Is Toyota’s new star ready for the big time?

A WRC2 title run in his Printsport-run Toyota could put Sami Pajari on the cusp of Rally1 promotion


In a championship that’s lost its long-time protagonist, a horde of drivers are ready to step up and take their place.

Andreas Mikkelsen, a thorn in the side of every young driver trying to stake a claim to the World Rally Championship’s second-tier crown, has finally returned to the top level. The shop window is well and truly open.

For Sami Pajari, that’s great news. It’s a chance to prove that he deserves a factory seat at the top level; Toyota is no doubt watching his progress closely.

Pajari has already impressed on his step up to WRC2 level. Many before him struggled with the switch from Junior WRC to WRC2 but a win in Finland, plus podiums in Sweden, Estonia and Chile, suggest he’s already got Rally2 licked.

CapitalBox _ Joakim Honkasalo

Pajari will drive for the Finnish Printsport Racing Team in 2024

He surely must be considered a contender for the WRC2 title this year?

“It’s not so easy to say,” Pajari tells DirtFish. “I would just make more pressure on my shoulders if I say that I really need to win the championship because it would depend on so many things that, even if we do all our job correctly, there can still be something that can take your championship win from you.

“I try to focus more on one event at a time. So of course every event I will absolutely do my best. But still I will try to focus on getting better in all areas and then the championship will come – but not taking too much stress.”

This somewhat explains his decision to rock up to the season opener, the Monte Carlo Rally, without being registered for WRC2 points. His season properly begins in Sweden, the first time in 2024 that he’ll be scoring points for his championship effort.

A first rally with a new car, the newly homologated Toyota GR Yaris Rally2, means there’s learning to do. This, presumably, factors into his call to enter the Monte without the pressure of contributing to his points tally.

“Yes,” replies Pajari. “But I also think now, once you have the start list from Monte and Sweden, I guess in Sweden the competition will be even tougher; there are more names that you can really expect to fight for the podium steps.

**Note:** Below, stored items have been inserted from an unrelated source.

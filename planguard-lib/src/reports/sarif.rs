use super::common;
use crate::Result;
use crate::engine::ScanResult;
use crate::model::{Severity, Violation};
use core::fmt::Write;
use serde_json::{Value, json};

const SCHEMA: &str = "https://json.schemastore.org/sarif-2.1.0.json";

/// Only active violations are reported; excepted ones are left out of the run.
pub fn generate<W: Write>(result: &ScanResult, writer: &mut W) -> Result<()> {
    let rules: Vec<Value> = common::first_seen_rules(&result.violations).into_iter().map(rule).collect();
    let results: Vec<Value> = result.violations.iter().map(finding).collect();

    let output = json!({
        "$schema": SCHEMA,
        "version": "2.1.0",
        "runs": [{
            "tool": {
                "driver": {
                    "name": "planguard",
                    "informationUri": env!("CARGO_PKG_HOMEPAGE"),
                    "version": env!("CARGO_PKG_VERSION"),
                    "rules": rules,
                }
            },
            "results": results,
        }]
    });

    writeln!(writer, "{}", serde_json::to_string_pretty(&output)?)?;
    Ok(())
}

const fn level(severity: Severity) -> &'static str {
    match severity {
        Severity::Error => "error",
        Severity::Warning => "warning",
        Severity::Info => "note",
    }
}

fn rule(violation: &Violation) -> Value {
    json!({
        "id": violation.rule_id,
        "name": violation.rule_name,
        "shortDescription": { "text": violation.rule_name },
        "fullDescription": { "text": violation.message },
        "defaultConfiguration": { "level": level(violation.severity) },
    })
}

fn finding(violation: &Violation) -> Value {
    json!({
        "ruleId": violation.rule_id,
        "level": level(violation.severity),
        "message": { "text": violation.message },
        "locations": [{
            "physicalLocation": {
                "artifactLocation": { "uri": violation.file },
                "region": {
                    "startLine": violation.line,
                    "startColumn": violation.column,
                }
            },
            "logicalLocations": [{
                "name": violation.resource_name,
                "fullyQualifiedName": violation.resource_address(),
                "kind": "resource",
            }]
        }]
    })
}
use std::io::Write;

/// Abstract the host environment to enable testing
pub trait Host: Send + Sync {
    // where to send normal output (e.g., stdout)
    fn output(&mut self) -> impl Write;

    // where to send error output (e.g., stderr)
    fn error(&mut self) -> impl Write;

    /// Terminate the process (although in a test environment this might just set a flag and return).
    fn exit(&mut self, code: i32);
}

/// Test host that captures output to in-memory buffers
#[cfg(test)]
#[derive(Debug, Default)]
pub struct TestHost {
    pub output_buf: Vec<u8>,
    pub error_buf: Vec<u8>,
    pub exit_code: Option<i32>,
}

#[cfg(test)]
impl TestHost {
    pub fn new() -> Self {
        Self::default()
    }

    pub fn output_str(&self) -> String {
        String::from_utf8_lossy(&self.output_buf).into_owned()
    }

    pub fn error_str(&self) -> String {
        String::from_utf8_lossy(&self.error_buf).into_owned()
    }
}

#[cfg(test)]
impl Host for TestHost {
    fn output(&mut self) -> impl Write {
        &mut self.output_buf
    }

    fn error(&mut self) -> impl Write {
        &mut self.error_buf
    }

    fn exit(&mut self, code: i32) {
        self.exit_code = Some(code);
    }
}
use crate::Result;
use crate::engine::{ScanResult, Summary};
use crate::model::{FilteredViolation, Violation};
use core::fmt::Write;
use serde::Serialize;

#[derive(Serialize)]
struct Report<'a> {
    violations: &'a [Violation],
    excepted: &'a [FilteredViolation],
    summary: Summary,
}

pub fn generate<W: Write>(result: &ScanResult, writer: &mut W) -> Result<()> {
    let report = Report {
        violations: &result.violations,
        excepted: &result.excepted,
        summary: result.summary(),
    };

    writeln!(writer, "{}", serde_json::to_string_pretty(&report)?)?;
    Ok(())
}
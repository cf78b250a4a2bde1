use crate::index::matches_path;
use crate::model::{Exception, Expiration, FilteredViolation, Violation};
use chrono::{DateTime, Utc};

const LOG_TARGET: &str = "exceptions";

/// Violations split into those still in force and those suppressed by an exception.
#[derive(Debug, Clone, Default, PartialEq, Eq)]
pub struct FilterOutcome {
    pub active: Vec<Violation>,
    pub excepted: Vec<FilteredViolation>,
}

/// Partition `violations` by the exceptions that cover them.
///
/// Each violation is checked against the exceptions in declaration order and the
/// first one that applies wins. Relative order is preserved on both sides.
#[must_use]
pub fn filter_violations(violations: Vec<Violation>, exceptions: &[Exception], now: DateTime<Utc>) -> FilterOutcome {
    let mut outcome = FilterOutcome::default();

    for violation in violations {
        match exceptions.iter().find(|exception| applies(exception, &violation, now)) {
            Some(exception) => {
                log::info!(
                    target: LOG_TARGET,
                    "Excepting rule '{}' on {} ({}): {}",
                    violation.rule_id,
                    violation.resource_address(),
                    violation.location(),
                    exception.reason
                );
                outcome.excepted.push(FilteredViolation {
                    violation,
                    exception: exception.clone(),
                });
            }
            None => outcome.active.push(violation),
        }
    }

    outcome
}

/// Whether `exception` suppresses `violation` at instant `now`.
///
/// All criteria must hold: the rule id is listed, the file matches one of the
/// path globs (if any), the resource name matches one of the name globs (if any)
/// and the exception has not expired.
#[must_use]
pub fn applies(exception: &Exception, violation: &Violation, now: DateTime<Utc>) -> bool {
    if !exception.rules.iter().any(|id| *id == violation.rule_id) {
        return false;
    }

    if !exception.paths.is_empty() && !exception.paths.iter().any(|p| matches_path(p, &violation.file)) {
        return false;
    }

    if !exception.resource_names.is_empty() && !exception.resource_names.iter().any(|p| matches_path(p, &violation.resource_name)) {
        return false;
    }

    if exception.expiration() == Expiration::Unparsable {
        log::warn!(
            target: LOG_TARGET,
            "Exception for rule(s) {} has an unparsable expiry date '{}', treating it as never expiring",
            exception.rules.join(", "),
            exception.expires_at.as_deref().unwrap_or_default()
        );
    }

    !exception.is_expired(now)
}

“So maybe if you wanted some safe, good points, maybe you can cruise through Monte and get some quite solid points. Or even more easily than in Sweden. But I think it’s a nice way to start the season, with a little bit less stress and get some miles with the new car.”

Oinasneva Design 6

Pajari's GR Yaris Rally2 livery

How competitive the Yaris Rally2 will be compared to the benchmark Pajari has just left behind, the Škoda Fabia RS Rally2, remains to be seen. But Pajari feels confident his new steed is already at the races; between a Monte test in December, a Sweden test held in Finland last week, plus an outing at Rallye National Hivernal du Dévoluy as a course car, he’s had the chance to compare the two.

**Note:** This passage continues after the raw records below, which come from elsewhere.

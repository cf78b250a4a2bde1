use super::{Args, FunctionTable};
use crate::Result;
use crate::expr::value::{list_value, map_value, string_value};
use cel_interpreter::Value;
use globset::GlobBuilder;
use ohno::{app_err, bail};
use regex::{Captures, Regex};

pub fn register(table: &mut FunctionTable) {
    table.register("glob_match", |_, args| {
        let args = Args::exact(args, 2)?;
        let pattern = args.string(0)?;
        let glob = GlobBuilder::new(pattern)
            .literal_separator(true)
            .build()
            .map_err(|e| app_err!("invalid pattern '{pattern}': {e}"))?
            .compile_matcher();
        Ok(Value::Bool(glob.is_match(args.string(1)?)))
    });

    table.register("regex_match", |_, args| {
        let args = Args::exact(args, 2)?;
        let re = compile(args.string(0)?)?;
        Ok(Value::Bool(re.is_match(args.string(1)?)))
    });

    table.register("regex", |_, args| {
        let args = Args::exact(args, 2)?;
        let re = compile(args.string(0)?)?;
        let text = args.string(1)?;
        let captures = re
            .captures(text)
            .ok_or_else(|| app_err!("pattern '{}' does not match '{text}'", re.as_str()))?;
        capture_value(&re, &captures)
    });

    table.register("regexall", |_, args| {
        let args = Args::exact(args, 2)?;
        let re = compile(args.string(0)?)?;
        let matches = re
            .captures_iter(args.string(1)?)
            .map(|captures| capture_value(&re, &captures))
            .collect::<Result<_>>()?;
        Ok(list_value(matches))
    });
}

fn compile(pattern: &str) -> Result<Regex> {
    Regex::new(pattern).map_err(|e| app_err!("invalid regex '{pattern}': {e}"))
}

/// The result of one match: the matched text when the pattern has no groups, a
/// list of the groups when they are unnamed or a map of them when they are named.
///
/// Groups that did not participate in the match yield an empty string.
fn capture_value(re: &Regex, captures: &Captures<'_>) -> Result<Value> {
    let group = |index: usize| string_value(captures.get(index).map_or("", |m| m.as_str()));

    let groups = re.captures_len() - 1;
    if groups == 0 {
        return Ok(group(0));
    }

    let named = re.capture_names().flatten().count();
    if named == 0 {
        return Ok(list_value((1..=groups).map(group).collect()));
    }
    if named != groups {
        bail!("pattern '{}' mixes named and unnamed groups", re.as_str());
    }

    Ok(map_value(
        re.capture_names()
            .enumerate()
            .filter_map(|(index, name)| name.map(|name| (name.to_string(), group(index)))),
    ))
}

“All the cars are a bit different,” he says. “There are always some specific things about each car but for sure, the Skoda was really a proper car, a really good one. With my experience, I could see already that the Toyota feels really good and easy to drive and really logical. Even the very first time, it was easy to just jump into the car and felt really good and comfortable already from the first kilometers.”

Monte will represent an interesting benchmark, for both Pajari and the Toyota GR Yaris Rally1. With no results-driven pressure to worry about, Pajari can settle in and get more comfortable for the mission ahead.

Mikkelsen’s Rally1 shift doesn’t change Škoda being the benchmark for WRC2 honours: Oliver Solberg, Gus Greensmith and Pierre-Louis Loubet in Toksport-run Fabias will be a tricky trio to usurp. But if Pajari can do exactly that, it’s surely a matter of time before a different flavor of GR Yaris beckons for him.